American Indian History

Evolution of Humans (Lecture 1)

  • Humans first evolved in Africa 4-5 million years ago.

  • Through Evolution and adaptation, different human species began to change

  • Around 120,000 - 100,000 years ago, modern humans began to migrate out of Africa into the rest of the world.

  • We suspect that they reached North American by an Ice Age “land bridge” about 12,000 years ago. (also known as berengia)

    • Side note: berengia connected from east russia into west alaska

  • They lived a nomadic livestyle, moving to america to hunt the large animals and began to settle very slowly as they follow the game through the bridge, using the hides to keep themselves warm.

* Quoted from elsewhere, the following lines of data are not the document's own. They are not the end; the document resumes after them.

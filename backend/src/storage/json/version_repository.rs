use anyhow::Result;
use chrono::{DateTime, Utc};
use log::{debug, info, warn};
use serde::{Deserialize, Serialize};
use std::fs;
use std::path::PathBuf;
use std::sync::Arc;
use std::time::{SystemTime, UNIX_EPOCH};

use super::connection::JsonConnection;
use crate::domain::models::version::FileVersion;
use crate::storage::traits::VersionStorage;

/// Intermediate struct for YAML serialization with string date fields
#[derive(Debug, Clone, Serialize, Deserialize)]
struct YamlVersionMeta {
    id: String,
    device: String,
    modified_at: String, // String representation for YAML
    is_resolved: bool,
}

/// Sidecar-directory version store.
///
/// Each competing revision of a document lives in its
/// `<document_id>.babylog.versions/` directory as `<version_id>.json`
/// (the payload) plus `<version_id>.yaml` (metadata). The sync layer
/// stashes revisions here when it lands a remote copy next to the local
/// one; the conflict flow consumes and clears them.
#[derive(Clone)]
pub struct VersionRepository {
    connection: Arc<JsonConnection>,
}

impl VersionRepository {
    /// Create a new sidecar version repository
    pub fn new(connection: Arc<JsonConnection>) -> Self {
        Self { connection }
    }

    /// Register a competing revision for a document. Returns the recorded
    /// version entry.
    pub fn stash_version(
        &self,
        document_id: &str,
        device: &str,
        modified_at: DateTime<Utc>,
        payload: &[u8],
    ) -> Result<FileVersion> {
        let dir = self.connection.versions_directory(document_id);
        if !dir.exists() {
            fs::create_dir_all(&dir)?;
            info!("Created versions directory: {:?}", dir);
        }

        let version = FileVersion {
            id: Self::generate_version_id(modified_at),
            device: device.to_string(),
            modified_at,
            is_resolved: false,
        };

        // Atomic writes using temp files
        let payload_path = self.payload_path(document_id, &version.id);
        let temp_path = payload_path.with_extension("tmp");
        fs::write(&temp_path, payload)?;
        fs::rename(&temp_path, &payload_path)?;

        self.save_meta(document_id, &version)?;

        info!(
            "Stashed version {} from '{}' for document '{}'",
            version.id, device, document_id
        );
        Ok(version)
    }

    /// Generate a unique version ID.
    /// Format: v-<timestamp_ms>-<random_suffix>
    fn generate_version_id(modified_at: DateTime<Utc>) -> String {
        let nanos = SystemTime::now()
            .duration_since(UNIX_EPOCH)
            .map(|d| d.as_nanos())
            .unwrap_or_default();
        format!(
            "v-{}-{:04x}",
            modified_at.timestamp_millis(),
            nanos % 0x10000
        )
    }

    fn payload_path(&self, document_id: &str, version_id: &str) -> PathBuf {
        self.connection
            .versions_directory(document_id)
            .join(format!("{}.json", version_id))
    }

    fn meta_path(&self, document_id: &str, version_id: &str) -> PathBuf {
        self.connection
            .versions_directory(document_id)
            .join(format!("{}.yaml", version_id))
    }

    fn load_meta(&self, document_id: &str, version_id: &str) -> Result<FileVersion> {
        let path = self.meta_path(document_id, version_id);
        let yaml_content = fs::read_to_string(&path)?;
        let meta: YamlVersionMeta = serde_yaml::from_str(&yaml_content)?;

        Ok(FileVersion {
            id: meta.id,
            device: meta.device,
            modified_at: DateTime::parse_from_rfc3339(&meta.modified_at)
                .map_err(|e| anyhow::anyhow!("Failed to parse modified_at: {}", e))?
                .with_timezone(&Utc),
            is_resolved: meta.is_resolved,
        })
    }

    fn save_meta(&self, document_id: &str, version: &FileVersion) -> Result<()> {
        let meta = YamlVersionMeta {
            id: version.id.clone(),
            device: version.device.clone(),
            modified_at: version.modified_at.to_rfc3339(),
            is_resolved: version.is_resolved,
        };
        let yaml_content = serde_yaml::to_string(&meta)?;

        let path = self.meta_path(document_id, &version.id);
        let temp_path = path.with_extension("tmp");
        fs::write(&temp_path, yaml_content)?;
        fs::rename(&temp_path, &path)?;
        Ok(())
    }
}

impl VersionStorage for VersionRepository {
    /// Enumerate the revisions competing with a document's local copy
    fn list_competing_versions(&self, document_id: &str) -> Result<Vec<FileVersion>> {
        let dir = self.connection.versions_directory(document_id);
        if !dir.exists() {
            debug!("No versions directory for document '{}'", document_id);
            return Ok(Vec::new());
        }

        let mut versions = Vec::new();
        for entry in fs::read_dir(&dir)? {
            let entry = entry?;
            let path = entry.path();
            if path.extension().and_then(|e| e.to_str()) != Some("yaml") {
                continue;
            }
            let version_id = match path.file_stem().and_then(|s| s.to_str()) {
                Some(stem) => stem.to_string(),
                None => {
                    warn!("Skipping version file with invalid name: {:?}", path);
                    continue;
                }
            };
            match self.load_meta(document_id, &version_id) {
                Ok(version) => versions.push(version),
                Err(e) => {
                    warn!(
                        "Error loading version metadata from {:?}: {}",
                        path, e
                    );
                }
            }
        }

        // Sort by modification time for consistent ordering
        versions.sort_by(|a, b| a.modified_at.cmp(&b.modified_at));
        debug!(
            "Found {} competing versions for document '{}'",
            versions.len(),
            document_id
        );
        Ok(versions)
    }

    /// Raw payload of one competing revision
    fn load_version_payload(&self, document_id: &str, version_id: &str) -> Result<Vec<u8>> {
        let path = self.payload_path(document_id, version_id);
        if !path.exists() {
            return Err(anyhow::anyhow!(
                "No payload for version '{}' of document '{}'",
                version_id,
                document_id
            ));
        }
        Ok(fs::read(&path)?)
    }

    /// Flag a revision as settled without removing it
    fn mark_resolved(&self, document_id: &str, version_id: &str) -> Result<()> {
        let mut version = self.load_meta(document_id, version_id)?;
        version.is_resolved = true;
        self.save_meta(document_id, &version)?;
        debug!(
            "Marked version {} of document '{}' as resolved",
            version_id, document_id
        );
        Ok(())
    }

    /// Drop a revision from the candidate set
    fn remove_version(&self, document_id: &str, version_id: &str) -> Result<()> {
        let payload_path = self.payload_path(document_id, version_id);
        let meta_path = self.meta_path(document_id, version_id);

        if payload_path.exists() {
            fs::remove_file(&payload_path)?;
        }
        if meta_path.exists() {
            fs::remove_file(&meta_path)?;
            info!(
                "Removed version {} of document '{}'",
                version_id, document_id
            );
        } else {
            warn!(
                "Attempted to remove non-existent version {} of document '{}'",
                version_id, document_id
            );
        }

        // Drop the sidecar directory once the last version is gone
        let dir = self.connection.versions_directory(document_id);
        if dir.exists() && fs::read_dir(&dir)?.next().is_none() {
            let _ = fs::remove_dir(&dir);
        }
        Ok(())
    }
}

#[cfg(test)]
mod tests {
    use super::*;
    use tempfile::TempDir;

    fn setup_test_repo() -> (VersionRepository, TempDir) {
        let temp_dir = TempDir::new().unwrap();
        let connection = JsonConnection::new(temp_dir.path()).unwrap();
        let repo = VersionRepository::new(Arc::new(connection));
        (repo, temp_dir)
    }

    #[test]
    fn test_stash_and_list_versions() {
        let (repo, _temp_dir) = setup_test_repo();

        let earlier = Utc::now() - chrono::Duration::minutes(10);
        let later = Utc::now();
        repo.stash_version("emma", "Phone", later, b"{}").unwrap();
        repo.stash_version("emma", "Tablet", earlier, b"{}").unwrap();

        let versions = repo.list_competing_versions("emma").unwrap();
        assert_eq!(versions.len(), 2);
        // sorted by modification time ascending
        assert_eq!(versions[0].device, "Tablet");
        assert_eq!(versions[1].device, "Phone");
        assert!(versions.iter().all(|v| !v.is_resolved));
    }

    #[test]
    fn test_no_versions_directory_is_empty() {
        let (repo, _temp_dir) = setup_test_repo();
        assert!(repo.list_competing_versions("emma").unwrap().is_empty());
    }

    #[test]
    fn test_payload_round_trip() {
        let (repo, _temp_dir) = setup_test_repo();
        let version = repo
            .stash_version("emma", "Phone", Utc::now(), b"payload-bytes")
            .unwrap();

        let payload = repo.load_version_payload("emma", &version.id).unwrap();
        assert_eq!(payload, b"payload-bytes");
    }

    #[test]
    fn test_mark_resolved_persists() {
        let (repo, _temp_dir) = setup_test_repo();
        let version = repo
            .stash_version("emma", "Phone", Utc::now(), b"{}")
            .unwrap();

        repo.mark_resolved("emma", &version.id).unwrap();

        let versions = repo.list_competing_versions("emma").unwrap();
        assert_eq!(versions.len(), 1);
        assert!(versions[0].is_resolved);
    }

    #[test]
    fn test_remove_version_clears_sidecars() {
        let (repo, temp_dir) = setup_test_repo();
        let version = repo
            .stash_version("emma", "Phone", Utc::now(), b"{}")
            .unwrap();

        repo.remove_version("emma", &version.id).unwrap();

        assert!(repo.list_competing_versions("emma").unwrap().is_empty());
        assert!(repo.load_version_payload("emma", &version.id).is_err());
        // the empty sidecar directory is gone too
        assert!(!temp_dir.path().join("emma.babylog.versions").exists());
    }
}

  • Eventually, the land bridge melted (around 12,000 years ago) and reappeared (11,000 years ago) until people began to stay permanently in north america.

  • They would go out in many different directions, with some of the earliest indian americans going southwest

  • Four periods of american Indian settlement:

    • Paleo-Indian

    • Archaic

    • Formative

    • European Colonization (Ends the formative period)

North America (from the Big Bang to European Crossing) (Lecture 2)

  • Paleo-Indian Period

    • Carbon Dating puts the period at which people first came to America about 13,000 years ago, others say people were here beforehand

    • American Indians’ creation stories say that their people had always been in North America since the beginning of time

    • The period comes to an end with the end of the ice age about 10,000 years ago

  • Archaic period

    • Time that hte Paleo indians spread out across the americas

    • Lasted until about 4 to 5,000 years ago

    • Indians begin to seetle across north america from the southwest, to mexico, to the eastern part of the country.

    • By the end of the period, there is a large number of american indian settlements, cities, cultures, traditions, etc.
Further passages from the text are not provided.